[Required work]: Scan the data. Collect each line that contains the word "CollectionData".

[Working data]:
#[cfg(test)]
mod tests {
    use super::*;
    use bson::doc;

    fn matches(document: Document, filter: Document) -> bool {
        DocumentEvaluator::new(&document).matches(&filter).unwrap()
    }

    #[test]
    fn test_equality_and_numeric_types() {
        assert!(matches(doc! { "a": 1 }, doc! { "a": 1.0 }));
        assert!(matches(doc! { "a": 1_i64 }, doc! { "a": { "$eq": 1 } }));
        assert!(!matches(doc! { "a": 2 }, doc! { "a": 1 }));
    }

    #[test]
    fn test_ne_matches_missing_field() {
        assert!(matches(doc! { "title": "x" }, doc! { "isDeleted": { "$ne": true } }));
        assert!(matches(doc! { "isDeleted": false }, doc! { "isDeleted": { "$ne": true } }));
        assert!(!matches(doc! { "isDeleted": true }, doc! { "isDeleted": { "$ne": true } }));
    }

    #[test]
    fn test_dotted_paths_and_arrays() {
        let post = doc! { "author": { "name": "ann" }, "tags": [{ "name": "a" }, { "name": "b" }] };

        assert!(matches(post.clone(), doc! { "author.name": "ann" }));
        assert!(matches(post.clone(), doc! { "tags.name": "b" }));
        assert!(matches(post.clone(), doc! { "tags.1.name": "b" }));
        assert!(!matches(post, doc! { "tags.0.name": "b" }));
        assert!(matches(doc! { "tags": ["a", "b"] }, doc! { "tags": "a" }));
    }

    #[test]
    fn test_comparisons_and_sets() {
        let doc = doc! { "n": 5, "s": "abc" };

        assert!(matches(doc.clone(), doc! { "n": { "$gt": 4, "$lte": 5 } }));
        assert!(!matches(doc.clone(), doc! { "n": { "$gt": "4" } }));
        assert!(matches(doc.clone(), doc! { "n": { "$in": [1, 5] } }));
        assert!(matches(doc.clone(), doc! { "missing": { "$nin": [1] } }));
        assert!(matches(doc.clone(), doc! { "s": { "$regex": "^AB", "$options": "i" } }));
        assert!(matches(doc, doc! { "n": { "$not": { "$lt": 5 } } }));
    }

    #[test]
    fn test_logical_operators() {
        let doc = doc! { "a": 1, "b": 2 };

        assert!(matches(doc.clone(), doc! { "$or": [{ "a": 2 }, { "b": 2 }] }));
        assert!(matches(doc.clone(), doc! { "$and": [{ "a": 1 }, { "b": 2 }] }));
        assert!(!matches(doc, doc! { "$nor": [{ "a": 1 }] }));
    }

    #[test]
    fn test_exists_and_all() {
        assert!(matches(doc! { "a": null }, doc! { "a": { "$exists": true } }));
        assert!(matches(doc! {}, doc! { "a": { "$exists": false } }));
        assert!(matches(doc! { "t": ["x", "y"] }, doc! { "t": { "$all": ["y", "x"] } }));
    }

    #[test]
    fn test_unknown_operator_is_an_error() {
        let result = DocumentEvaluator::new(&doc! { "a": 1 }).matches(&doc! { "a": { "$near": 1 } });

        assert!(matches!(result, Err(DocumentStoreError::InvalidDocument(_))));
    }

    #[test]
    fn test_total_order_ranks_kinds() {
        let null = Bson::Null;
        let number = Bson::Int32(10);
        let string = Bson::String("a".to_string());

        assert_eq!(Comparable::from(&null).total_cmp(&Comparable::from(&number)), Ordering::Less);
        assert_eq!(Comparable::from(&string).total_cmp(&Comparable::from(&number)), Ordering::Greater);
    }
}
//! In-memory storage implementation for document stores.
//!
//! Documents live in insertion order in per-collection vectors behind one
//! async-aware read-write lock. Every write holds the write lock for its whole
//! duration, so a conditional update is atomic with respect to every other
//! operation on the same store.

use async_trait::async_trait;
use bson::{Bson, Document, oid::ObjectId};
use mea::rwlock::RwLock;
use std::{
    collections::{BTreeSet, HashMap},
    sync::Arc,
};
use tracing::debug;

use docflow_core::{
    backend::{
        DeleteResult, DynStoreBackend, FindOneAndUpdateOptions, FindOptions, IndexOptions,
        InsertManyResult, InsertOneResult, StoreBackend, StoreBackendBuilder, StoreSession,
        UpdateOptions, UpdateResult,
    },
    error::{DocumentStoreError, DocumentStoreResult},
};

use crate::{
    evaluator::{DocumentEvaluator, values_equal},
    pipeline::{aggregate, project, sort_documents},
    update::{apply_update, resolve_positional, seed_from_filter},
};

type CollectionData = Vec<Document>;
type StoreMap = HashMap<String, CollectionData>;

/// Thread-safe in-memory document storage backend.
///
/// `InMemoryStore` is cloneable and uses an `Arc`-wrapped internal state, so
/// clones share the same underlying data.
///
/// # Performance
///
/// Queries scan every document of a collection; indexes are accepted and
/// ignored. Unique indexes are not enforced.
///
/// # Transactions
///
/// [`start_transaction`](StoreBackend::start_transaction) snapshots the whole
/// store. Operations in the transaction work on the snapshot; commit writes
/// back every collection the transaction changed, replacing concurrent changes
/// to those collections.
///
/// # Example
///
/// ```ignore
/// use docflow_memory::InMemoryStore;
/// use docflow::backend::StoreBackend;
/// use bson::doc;
///
/// let store = InMemoryStore::new();
/// store.insert_one("users", doc! { "name": "Alice", "age": 30 }).await?;
/// assert_eq!(store.count("users", doc! {}).await?, 1);
/// ```
#[derive(Default, Clone, Debug)]
pub struct InMemoryStore {
    store: Arc<RwLock<StoreMap>>,
}

impl InMemoryStore {
    /// Creates a new empty in-memory document store.
    pub fn new() -> Self {
        Self::default()
    }

    /// Creates a builder for constructing an `InMemoryStore`.
    pub fn builder() -> InMemoryStoreBuilder {
        InMemoryStoreBuilder::default()
    }

    fn from_map(map: StoreMap) -> Self {
        Self { store: Arc::new(RwLock::new(map)) }
    }

    async fn snapshot(&self) -> StoreMap {
        self.store.read().await.clone()
    }
}

fn with_id(document: Document) -> (Bson, Document) {
    match document.get("_id") {
        Some(id) => (id.clone(), document),
        None => {
            let id = Bson::ObjectId(ObjectId::new());
            let mut stored = Document::new();
            stored.insert("_id", id.clone());
            stored.extend(document);
            (id, stored)
        }
    }
}

fn insert_into(collection: &str, documents: &mut CollectionData, document: Document) -> DocumentStoreResult<Bson> {
    let (id, document) = with_id(document);

    let taken = documents
        .iter()
        .any(|existing| existing.get("_id").is_some_and(|other| values_equal(other, &id)));
    if taken {
        return Err(DocumentStoreError::DocumentAlreadyExists(
            id.to_string(),
            collection.to_string(),
        ));
    }

    documents.push(document);
    Ok(id)
}

fn position(documents: &CollectionData, filter: &Document) -> DocumentStoreResult<Option<usize>> {
    for (index, document) in documents.iter().enumerate() {
        if DocumentEvaluator::new(document).matches(filter)? {
            return Ok(Some(index));
        }
    }

    Ok(None)
}

/// Applies `update` to a copy of the document, refusing `_id` changes.
fn updated_copy(document: &Document, filter: &Document, update: &Document) -> DocumentStoreResult<(Document, bool)> {
    let update = resolve_positional(document, filter, update)?;
    let mut copy = document.clone();
    let modified = apply_update(&mut copy, &update, false)?;

    if copy.get("_id") != document.get("_id") {
        return Err(DocumentStoreError::InvalidDocument(
            "the _id field cannot be modified".to_string(),
        ));
    }

    Ok((copy, modified))
}

fn upserted(filter: &Document, update: &Document) -> DocumentStoreResult<Document> {
    let mut document = seed_from_filter(filter)?;
    let update = resolve_positional(&document, filter, update)?;
    apply_update(&mut document, &update, true)?;

    Ok(document)
}

#[async_trait]
impl StoreBackend for InMemoryStore {
    async fn insert_one(&self, collection: &str, document: Document) -> DocumentStoreResult<InsertOneResult> {
        let mut store = self.store.write().await;
        let documents = store.entry(collection.to_string()).or_default();

        let inserted_id = insert_into(collection, documents, document)?;

        Ok(InsertOneResult { inserted_id })
    }

    async fn insert_many(
        &self,
        collection: &str,
        documents: Vec<Document>,
    ) -> DocumentStoreResult<InsertManyResult> {
        let mut store = self.store.write().await;
        let stored = store.entry(collection.to_string()).or_default();

        let mut inserted_ids = Vec::with_capacity(documents.len());
        for document in documents {
            inserted_ids.push(insert_into(collection, stored, document)?);
        }

        Ok(InsertManyResult { inserted_ids })
    }

    async fn update(
        &self,
        collection: &str,
        filter: Document,
        update: Document,
        options: UpdateOptions,
    ) -> DocumentStoreResult<UpdateResult> {
        let mut store = self.store.write().await;
        let documents = store.entry(collection.to_string()).or_default();

        let mut result = UpdateResult::default();
        for document in documents.iter_mut() {
            if !DocumentEvaluator::new(document).matches(&filter)? {
                continue;
            }

            let (copy, modified) = updated_copy(document, &filter, &update)?;
            *document = copy;

            result.matched_count += 1;
            if modified {
                result.modified_count += 1;
            }

            if !options.many {
                break;
            }
        }

        if result.matched_count == 0 && options.upsert {
            let document = upserted(&filter, &update)?;
            result.upserted_id = Some(insert_into(collection, documents, document)?);
        }

        Ok(result)
    }

    async fn delete(&self, collection: &str, filter: Document, many: bool) -> DocumentStoreResult<DeleteResult> {
        let mut store = self.store.write().await;
        let Some(documents) = store.get_mut(collection) else {
            return Ok(DeleteResult::default());
        };

        let mut doomed = Vec::new();
        for (index, document) in documents.iter().enumerate() {
            if DocumentEvaluator::new(document).matches(&filter)? {
                doomed.push(index);
                if !many {
                    break;
                }
            }
        }

        for index in doomed.iter().rev() {
            documents.remove(*index);
        }
        let deleted_count = doomed.len() as u64;

        Ok(DeleteResult { deleted_count })
    }

    async fn find(
        &self,
        collection: &str,
        filter: Document,
        options: FindOptions,
    ) -> DocumentStoreResult<Vec<Document>> {
        let store = self.store.read().await;
        let Some(documents) = store.get(collection) else {
            return Ok(vec![]);
        };

        let mut matched = DocumentEvaluator::filter_documents(documents.iter(), &filter)?;

        if let Some(sort) = &options.sort {
            sort_documents(&mut matched, sort)?;
        }

        let matched = matched
            .into_iter()
            .skip(options.skip.unwrap_or(0) as usize)
            .take(options.limit.map_or(usize::MAX, |limit| limit as usize));

        match &options.projection {
            Some(projection) => matched
                .map(|document| project(&document, projection))
                .collect(),
            None => Ok(matched.collect()),
        }
    }

    async fn find_one_and_update(
        &self,
        collection: &str,
        filter: Document,
        update: Document,
        options: FindOneAndUpdateOptions,
    ) -> DocumentStoreResult<Option<Document>> {
        let mut store = self.store.write().await;
        let documents = store.entry(collection.to_string()).or_default();

        match position(documents, &filter)? {
            Some(index) => {
                let (copy, _) = updated_copy(&documents[index], &filter, &update)?;
                let before = std::mem::replace(&mut documents[index], copy);

                Ok(Some(match options.return_new {
                    true => documents[index].clone(),
                    false => before,
                }))
            }
            None if options.upsert => {
                let (_, document) = with_id(upserted(&filter, &update)?);
                insert_into(collection, documents, document.clone())?;

                Ok(options.return_new.then_some(document))
            }
            None => Ok(None),
        }
    }

    async fn find_one_and_delete(&self, collection: &str, filter: Document) -> DocumentStoreResult<Option<Document>> {
        let mut store = self.store.write().await;
        let Some(documents) = store.get_mut(collection) else {
            return Ok(None);
        };

        Ok(position(documents, &filter)?.map(|index| documents.remove(index)))
    }

    async fn count(&self, collection: &str, filter: Document) -> DocumentStoreResult<u64> {
        let store = self.store.read().await;
        let Some(documents) = store.get(collection) else {
            return Ok(0);
        };

        let mut count = 0;
        for document in documents {
            if DocumentEvaluator::new(document).matches(&filter)? {
                count += 1;
            }
        }

        Ok(count)
    }

    async fn aggregate(&self, collection: &str, pipeline: Vec<Document>) -> DocumentStoreResult<Vec<Document>> {
        let documents = self
            .store
            .read()
            .await
            .get(collection)
            .cloned()
            .unwrap_or_default();

        aggregate(documents, &pipeline)
    }

    async fn create_index(&self, collection: &str, keys: Document, options: IndexOptions) -> DocumentStoreResult<()> {
        debug!(collection, ?keys, unique = options.unique, "index requested on in-memory store");

        self.create_collection(collection).await
    }

    async fn create_collection(&self, name: &str) -> DocumentStoreResult<()> {
        self.store
            .write()
            .await
            .entry(name.to_string())
            .or_default();

        Ok(())
    }

    async fn drop_collection(&self, name: &str) -> DocumentStoreResult<()> {
        self.store.write().await.remove(name);

        Ok(())
    }

    async fn list_collections(&self) -> DocumentStoreResult<Vec<String>> {
        let mut names = self
            .store
            .read()
            .await
            .keys()
            .cloned()
            .collect::<Vec<_>>();
        names.sort();

        Ok(names)
    }

    async fn start_transaction(&self) -> DocumentStoreResult<Box<dyn StoreSession>> {
        let base = self.snapshot().await;
        let scratch = InMemoryStore::from_map(base.clone());

        Ok(Box::new(InMemorySession {
            target: self.clone(),
            base,
            scratch,
            finished: false,
        }))
    }
}

/// A snapshot transaction over an [`InMemoryStore`].
pub struct InMemorySession {
    target: InMemoryStore,
    base: StoreMap,
    scratch: InMemoryStore,
    finished: bool,
}

impl InMemorySession {
    fn ensure_open(&self) -> DocumentStoreResult<()> {
        match self.finished {
            true => Err(DocumentStoreError::Backend("transaction already finished".to_string())),
            false => Ok(()),
        }
    }
}

#[async_trait]
impl StoreSession for InMemorySession {
    fn backend(&self) -> Arc<dyn DynStoreBackend> {
        Arc::new(self.scratch.clone())
    }

    async fn commit(&mut self) -> DocumentStoreResult<()> {
        self.ensure_open()?;
        self.finished = true;

        let changes = self.scratch.snapshot().await;
        let mut target = self.target.store.write().await;

        let names = self
            .base
            .keys()
            .chain(changes.keys())
            .cloned()
            .collect::<BTreeSet<_>>();

        for name in names {
            let after = changes.get(&name);
            if self.base.get(&name) == after {
                continue;
            }

            match after {
                Some(documents) => {
                    target.insert(name, documents.clone());
                }
                None => {
                    target.remove(&name);
                }
            }
        }

        Ok(())
    }

    async fn abort(&mut self) -> DocumentStoreResult<()> {
        self.ensure_open()?;
        self.finished = true;

        Ok(())
    }

    async fn end(self: Box<Self>) -> DocumentStoreResult<()> {
        if !self.finished {
            debug!("ending in-memory session without commit, discarding its writes");
        }

        Ok(())
    }
}

/// Builder for constructing [`InMemoryStore`] instances.
#[derive(Default)]
pub struct InMemoryStoreBuilder {
    collections: Vec<(String, Vec<Document>)>,
}

impl InMemoryStoreBuilder {
    /// Seeds a collection with documents. `_id`s are generated where missing.
    pub fn with_collection(mut self, name: impl Into<String>, documents: Vec<Document>) -> Self {
        self.collections.push((name.into(), documents));
        self
    }
}

#[async_trait]
impl StoreBackendBuilder for InMemoryStoreBuilder {
    type Backend = InMemoryStore;

    async fn build(self) -> DocumentStoreResult<Self::Backend> {
        let store = InMemoryStore::new();

        for (name, documents) in self.collections {
            store.create_collection(&name).await?;
            store.insert_many(&name, documents).await?;
        }

        Ok(store)
    }
}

[Answer for this exercise]:
type CollectionData = Vec<Document>;
type StoreMap = HashMap<String, CollectionData>;
fn insert_into(collection: &str, documents: &mut CollectionData, document: Document) -> DocumentStoreResult<Bson> {
fn position(documents: &CollectionData, filter: &Document) -> DocumentStoreResult<Option<usize>> {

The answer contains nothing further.